Another perspective of a favourite meeting place at the eastern end of Courtenay Place. Downstage Theatre is in the background. ... for previous post and some history go to the Celluloid Embassy
Downstage began as an alternative theatre in 1964. When it proved impossible for national touring companies to stay solvent, theatre practitioners who had worked with the New Zealand Players and enjoyed a reasonable continuity of radio drama, needed a professional theatre. Something that began small and grew out of its own community was the answer.
Another group of Wellingtonians – academics, lawyers and business people – desperate for a richer, cultural nightlife, coalesced with the theatre people to make it happen. In form and content, Downstage was very much a product of the 1960s social revolution.

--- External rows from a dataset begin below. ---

//! Validation for order fields and backend configuration tables.
//!
//! Order field rules mirror what the sales desk enforces: customer names
//! use a restricted alphabet and billable area has a floor. Configuration
//! validation checks the raw TOML table a backend is constructed from.

use once_cell::sync::Lazy;
use regex::Regex;
use rust_decimal::Decimal;
use thiserror::Error;

/// Minimum billable area in square feet (inclusive).
pub const MIN_AREA: Decimal = Decimal::ONE_HUNDRED;

static CUSTOMER_NAME: Lazy<Regex> = Lazy::new(|| {
	Regex::new(r"^[A-Za-z.,\- ]+$").expect("customer name pattern is a valid regex")
});

/// Errors that can occur during validation.
#[derive(Debug, Error)]
pub enum ValidationError {
	/// A required field is missing.
	#[error("Missing required field: {0}")]
	MissingField(String),
	/// A field has an invalid value.
	#[error("Invalid value for field '{field}': {message}")]
	InvalidValue { field: String, message: String },
	/// A configuration field has the wrong TOML type.
	#[error("Type mismatch for field '{field}': expected {expected}, got {actual}")]
	TypeMismatch {
		field: String,
		expected: String,
		actual: String,
	},
}

impl ValidationError {
	fn invalid(field: &str, message: impl Into<String>) -> Self {
		Self::InvalidValue {
			field: field.to_string(),
			message: message.into(),
		}
	}
}

/// Returns true if `name` is a non-blank customer name made only of letters,
/// spaces, `.`, `,` and `-`.
pub fn is_valid_customer_name(name: &str) -> bool {
	!name.trim().is_empty() && CUSTOMER_NAME.is_match(name)
}

/// Validates a customer name.
pub fn validate_customer_name(name: &str) -> Result<(), ValidationError> {
	if name.trim().is_empty() {
		return Err(ValidationError::MissingField("customer_name".into()));
	}
	if !CUSTOMER_NAME.is_match(name) {
		return Err(ValidationError::invalid(
			"customer_name",
			"may only contain letters, spaces, '.', ',' and '-'",
		));
	}
	Ok(())
}

/// Validates that an area meets the billable minimum.
pub fn validate_area(area: Decimal) -> Result<(), ValidationError> {
	if area < MIN_AREA {
		return Err(ValidationError::invalid(
			"area",
			format!("{} is below the minimum of {} sq ft", area, MIN_AREA),
		));
	}
	Ok(())
}

/// Normalizes a state abbreviation for lookup.
pub fn normalize_state(state: &str) -> String {
	state.trim().to_uppercase()
}

/// Normalizes a product type for lookup.
pub fn normalize_product_type(product_type: &str) -> String {
	product_type.trim().to_lowercase()
}

/// Type of a configuration field.
#[derive(Debug)]
pub enum FieldType {
	/// A string value.
	String,
	/// A boolean value.
	Boolean,
}

impl FieldType {
	fn name(&self) -> &'static str {
		match self {
			FieldType::String => "string",
			FieldType::Boolean => "boolean",
		}
	}

	fn matches(&self, value: &toml::Value) -> bool {
		match self {
			FieldType::String => value.is_str(),
			FieldType::Boolean => value.is_bool(),
		}
	}
}

/// Custom check run against a field value after its type is verified.
pub type FieldValidator = Box<dyn Fn(&toml::Value) -> Result<(), String> + Send + Sync>;

/// A named, typed field in a configuration schema.
pub struct Field {
	pub name: String,
	pub field_type: FieldType,
	pub validator: Option<FieldValidator>,
}

impl std::fmt::Debug for Field {
	fn fmt(&self, f: &mut std::fmt::Formatter<'_>) -> std::fmt::Result {
		f.debug_struct("Field")
			.field("name", &self.name)
			.field("field_type", &self.field_type)
			.field("validator", &self.validator.is_some())
			.finish()
	}
}

impl Field {
	/// Creates a field with the given name and type.
	pub fn new(name: impl Into<String>, field_type: FieldType) -> Self {
		Self {
			name: name.into(),
			field_type,
			validator: None,
		}
	}

	/// Attaches a custom validator to this field.
	pub fn with_validator<F>(mut self, validator: F) -> Self
	where
		F: Fn(&toml::Value) -> Result<(), String> + Send + Sync + 'static,
	{
		self.validator = Some(Box::new(validator));
		self
	}

	fn check(&self, value: &toml::Value) -> Result<(), ValidationError> {
		if !self.field_type.matches(value) {
			return Err(ValidationError::TypeMismatch {
				field: self.name.clone(),
				expected: self.field_type.name().to_string(),
				actual: value.type_str().to_string(),
			});
		}
		if let Some(validator) = &self.validator {
			validator(value).map_err(|message| ValidationError::invalid(&self.name, message))?;
		}
		Ok(())
	}
}

/// Required and optional fields of a configuration table.
#[derive(Debug)]
pub struct Schema {
	pub required: Vec<Field>,
	pub optional: Vec<Field>,
}

impl Schema {
	/// Creates a schema from required and optional fields.
	pub fn new(required: Vec<Field>, optional: Vec<Field>) -> Self {
		Self { required, optional }
	}

	/// Validates a TOML table against this schema.
	///
	/// Required fields must be present; every present field must have the
	/// declared type and pass its custom validator. Unknown keys are allowed.
	pub fn validate(&self, config: &toml::Value) -> Result<(), ValidationError> {
		let table = config
			.as_table()
			.ok_or_else(|| ValidationError::TypeMismatch {
				field: "root".to_string(),
				expected: "table".to_string(),
				actual: config.type_str().to_string(),
			})?;

		for field in &self.required {
			let value = table
				.get(&field.name)
				.ok_or_else(|| ValidationError::MissingField(field.name.clone()))?;
			field.check(value)?;
		}

		for field in &self.optional {
			if let Some(value) = table.get(&field.name) {
				field.check(value)?;
			}
		}

		Ok(())
	}
}

/// A configuration schema that can validate a backend's TOML table.
pub trait ConfigSchema: Send + Sync {
	/// Validates a TOML configuration value against this schema.
	fn validate(&self, config: &toml::Value) -> Result<(), ValidationError>;
}
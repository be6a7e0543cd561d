//! Builder for constructing flooring engines from configuration.
//!
//! The partition backend is chosen by name from a set of registered
//! factory functions, so front ends decide which backends are available
//! and configuration decides which one is used.

use crate::engine::FlooringEngine;
use crate::FlooringError;
use flooring_config::Config;
use flooring_reference::{ProductCatalog, TaxTable};
use flooring_storage::{ExportWriter, OrderStore, PartitionFactory};
use std::collections::HashMap;

/// Builder for a [`FlooringEngine`] with a pluggable partition backend.
pub struct EngineBuilder {
	config: Config,
	factories: HashMap<String, PartitionFactory>,
}

impl EngineBuilder {
	/// Creates a builder with no backends registered.
	pub fn new(config: Config) -> Self {
		Self {
			config,
			factories: HashMap::new(),
		}
	}

	/// Registers a backend factory under `name`.
	pub fn with_factory(mut self, name: impl Into<String>, factory: PartitionFactory) -> Self {
		self.factories.insert(name.into(), factory);
		self
	}

	/// Registers several backend factories, e.g. from
	/// [`flooring_storage::get_all_implementations`].
	pub fn with_factories(
		mut self,
		factories: impl IntoIterator<Item = (&'static str, PartitionFactory)>,
	) -> Self {
		for (name, factory) in factories {
			self.factories.insert(name.to_string(), factory);
		}
		self
	}

	/// Builds the engine.
	///
	/// Creates the primary backend from its table and loads both reference
	/// listings. Missing reference data is fatal.
	pub fn build(self) -> Result<FlooringEngine, FlooringError> {
		let primary = &self.config.storage.primary;
		let backend_config = self.config.storage.primary_config().ok_or_else(|| {
			FlooringError::Config(format!(
				"Primary storage '{}' not found in implementations",
				primary
			))
		})?;
		let factory = self.factories.get(primary).ok_or_else(|| {
			FlooringError::Config(format!(
				"No storage implementation registered as '{}'",
				primary
			))
		})?;

		let backend = match factory(backend_config) {
			Ok(backend) => backend,
			Err(e) => {
				tracing::error!(
					component = "storage",
					implementation = %primary,
					error = %e,
					"Failed to create storage implementation"
				);
				return Err(FlooringError::Config(format!(
					"Failed to create storage implementation '{}': {}",
					primary, e
				)));
			},
		};
		// The factory has checked the table against the backend's schema
		tracing::info!(component = "storage", implementation = %primary, "Loaded");

		let reference = &self.config.reference;
		let products = ProductCatalog::load(&reference.products_path)?;
		let taxes = TaxTable::load(&reference.taxes_path)?;
		tracing::info!(
			component = "reference",
			products = products.len(),
			states = taxes.len(),
			"Loaded"
		);

		let exporter = ExportWriter::new(self.config.export.path.clone());
		Ok(FlooringEngine::new(OrderStore::new(backend), products, taxes, exporter)
			.with_future_dates_only(self.config.orders.require_future_date))
	}
}

#[cfg(test)]
mod tests {
	use super::*;
	use chrono::NaiveDate;
	use flooring_storage::get_all_implementations;
	use std::path::Path;
	use std::str::FromStr;
	use tempfile::{tempdir, TempDir};

	fn write_reference(dir: &Path) {
		std::fs::write(
			dir.join("Products.txt"),
			"ProductType,CostPerSquareFoot,LaborCostPerSquareFoot\nTile,3.50,4.15\n",
		)
		.unwrap();
		std::fs::write(
			dir.join("Taxes.txt"),
			"State,StateName,TaxRate\nTX,Texas,4.45\n",
		)
		.unwrap();
	}

	fn config(dir: &TempDir, primary: &str) -> Config {
		let root = dir.path().to_str().unwrap();
		Config::from_str(&format!(
			r#"
[storage]
primary = "{primary}"

[storage.implementations.memory]

[storage.implementations.file]
orders_path = "{root}/Orders"

[reference]
products_path = "{root}/Products.txt"
taxes_path = "{root}/Taxes.txt"

[export]
path = "{root}/Backup/DataExport.txt"

[orders]
require_future_date = false
"#
		))
		.unwrap()
	}

	#[test]
	fn test_build_with_file_backend() {
		let dir = tempdir().unwrap();
		write_reference(dir.path());

		let mut engine = EngineBuilder::new(config(&dir, "file"))
			.with_factories(get_all_implementations())
			.build()
			.unwrap();
		assert!(dir.path().join("Orders").is_dir());
		assert_eq!(engine.product_types(), vec!["Tile"]);

		// Past dates are allowed by this configuration
		let date = NaiveDate::from_ymd_opt(2020, 6, 1).unwrap();
		let mut order = flooring_types::Order::new(0, date);
		order.customer_name = Some("Ada".into());
		order.state = Some("TX".into());
		order.product_type = Some("Tile".into());
		order.area = Some(rust_decimal::Decimal::ONE_HUNDRED);
		engine.place_order(order).unwrap();
		assert!(dir.path().join("Orders").join("Orders_06012020.txt").is_file());

		let summary = engine.export().unwrap();
		assert_eq!(summary.path, dir.path().join("Backup").join("DataExport.txt"));
		assert_eq!(summary.rows, 1);
	}

	#[test]
	fn test_missing_reference_data_is_fatal() {
		let dir = tempdir().unwrap();
		let result = EngineBuilder::new(config(&dir, "memory"))
			.with_factories(get_all_implementations())
			.build();
		assert!(matches!(result, Err(FlooringError::Reference(_))));
	}

	#[test]
	fn test_unregistered_backend() {
		let dir = tempdir().unwrap();
		write_reference(dir.path());
		let result = EngineBuilder::new(config(&dir, "file"))
			.with_factory(
				"memory",
				flooring_storage::implementations::memory::create_backend,
			)
			.build();
		assert!(matches!(result, Err(FlooringError::Config(msg)) if msg.contains("'file'")));
	}

	#[test]
	fn test_backend_factory_error() {
		let dir = tempdir().unwrap();
		write_reference(dir.path());
		let mut config = config(&dir, "file");
		config
			.storage
			.implementations
			.insert("file".into(), toml::from_str("orders_path = 3").unwrap());

		let result = EngineBuilder::new(config)
			.with_factories(get_all_implementations())
			.build();
		assert!(matches!(
			result,
			Err(FlooringError::Config(msg))
				if msg.starts_with("Failed to create storage implementation 'file'")
					&& msg.contains("orders_path")
		));
	}
}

Over its first forty years, Downstage has ‘parented' a range of related activities and been a central support system for other theatres. It has reinvented itself at least a dozen times, in line with the visions of new artistic directors and in response to prevailing economic imperatives, and has come through at least two near death experiences. Mistakes have been made and learned from and its continued survival is a testament to professionalism, good governance and the determination of its community to keep revitalising this nucleus of Wellington cultural activity.
Downstage Upfront explores the evolution of Downstage, characterises its changing stages of life, investigates the means by which it has managed to survive let alone succeed, and celebrates its achievements and continued existence. In the process the book also touches on the wider context of professional theatre practice in New Zealand and throws a special spotlight on Downstage's role in producing New Zealand plays.
The purpose of theatre in any society, and role of state-subsidised theatres in New Zealand especially, are always matters of debate. In enquiring into the past forty years of professional practice, Downstage Upfront answers some questions and raises more that will spark further debate. But that's theatre.